Women seem to be more sensitive to melatonin than men. Not surprising that the majority of SAD patients are women. You have to have a repetitive pattern of seasonal symptoms to be diagnosed.
People from Scandinavia and the Baltic countries have higher instances of SAD, with the very strange exception of Iceland! A study, even found immigrants of Icelandic descent, living in Canada, to be immune. Either its genetic, or perhaps they get help from the Huldufólk or elves that live among them!
There has been a long-standing history of increased psychiatric admissions in the spring and fall for bipolar patients. You see more bipolar mania in the spring/summer and more depressive phases in the fall/winter.
Although SAD and bipolar disorder are two distinct and different disorders, the seasonal aspect of disturbing neurons is shared. Bipolar patients are extremely sensitive to all sorts for stimuli and changes. This includes light, loud music, sleeplessness, over socialization at parties, stress, caffeine and other stimulants.
People who have a genetic tendency towards depression, are more susceptible to fall into symptoms in the fall, that may worsen into full blown major depression, unless treated.
First line treatment is to get outside in the sun!
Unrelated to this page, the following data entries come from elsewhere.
//! User tables eligible for seeding.

use crate::error::CoreResult;
use crate::sql_utils::{ensure_single_line, quote_ident, quote_qualified};
use std::fmt;

/// Schema used when a seed file name carries no schema part.
pub const DEFAULT_SCHEMA: &str = "public";

/// Namespace holding the per-session staging tables.
pub const STAGING_NAMESPACE: &str = "pg_temp";

/// Schemas never seeded.
const SYSTEM_SCHEMAS: [&str; 2] = ["information_schema", "pg_catalog"];

/// A schema-qualified table
#[derive(Debug, Clone, PartialEq, Eq, Hash, PartialOrd, Ord)]
pub struct TableInfo {
    pub schema: String,
    pub name: String,
}

impl TableInfo {
    pub fn new(schema: impl Into<String>, name: impl Into<String>) -> Self {
        Self {
            schema: schema.into(),
            name: name.into(),
        }
    }

    /// Map a seed CSV file stem back to its table.
    ///
    /// The schema is everything before the first `.`; a stem without a dot
    /// targets [`DEFAULT_SCHEMA`]. Returns `None` for an empty stem or an
    /// empty part.
    pub fn from_seed_stem(stem: &str) -> Option<Self> {
        let (schema, name) = match stem.split_once('.') {
            Some((schema, name)) => (schema, name),
            None => (DEFAULT_SCHEMA, stem),
        };
        if schema.is_empty() || name.is_empty() {
            return None;
        }
        Some(Self::new(schema, name))
    }

    /// `"schema"."name"`
    pub fn quoted(&self) -> String {
        quote_qualified(&self.schema, &self.name)
    }

    /// `<schema>.<table>.csv`
    pub fn csv_file_name(&self) -> String {
        format!("{}.{}.csv", self.schema, self.name)
    }

    /// Session-temporary staging table, `pg_temp."seed.<schema>.<table>"`.
    ///
    /// The whole `seed.<schema>.<table>` string is one identifier, so it can
    /// never collide with a real table.
    pub fn staging_table(&self) -> String {
        format!(
            "{}.{}",
            STAGING_NAMESPACE,
            quote_ident(&format!("seed.{}.{}", self.schema, self.name))
        )
    }

    /// Fail unless both parts can be named on a psql meta-command line.
    pub fn ensure_single_line(&self) -> CoreResult<()> {
        ensure_single_line(&self.schema)?;
        ensure_single_line(&self.name)
    }

    /// Whether the table lives in a schema that may be seeded and is not
    /// the migration runner's bookkeeping table.
    pub fn is_eligible(&self, version_table: &str) -> bool {
        if SYSTEM_SCHEMAS.contains(&self.schema.as_str()) || self.schema.starts_with("pg_temp") {
            return false;
        }
        let bookkeeping = match version_table.split_once('.') {
            Some((schema, name)) => self.schema == schema && self.name == name,
            None => self.name == version_table,
        };
        !bookkeeping
    }
}

impl fmt::Display for TableInfo {
    fn fmt(&self, f: &mut fmt::Formatter<'_>) -> fmt::Result {
        write!(f, "{}.{}", self.schema, self.name)
    }
}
Walking preferably around noon or any form of outdoor exercise helps lessen depressive symptoms.
Taking extra vitamin D helps also, and not using your sunglasses as you want those full spectrum rays to hit your retina. Light boxes that have 10,000 lux full spectrum light are very helpful if used in the morning for 30 to 60 minutes.
Getting away to a sunny vacation, along with outdoor walking, is my preferred treatment and I notice if I go in early fall, my SAD symptoms can be delayed.
If symptoms worsen, then antidepressants are always useful. The bottom line is to try exercise, sunshine and or light box therapy first , and keep on taking vitamin D and exercising outdoors, even if taking medication.
I generally restrict my carbohydrate intake everyday, except on Sundays, when I always make a beautiful pastry. Last Sunday is was a sumptuous pear tarte tatin, made with my homemade puff pastry and caramel sauce ,and last night a gorgeous Paris Brest, filled with salted caramel cream.
It was a perfect finale after spending yesterday outdoors in the sun, at the Parc de la Vallée aux Loups south of Paris. Plus there is nothing like a beautiful pastry to cheer you up and at the same time get some more tryptophan and serotonin going, wouldn’t you say?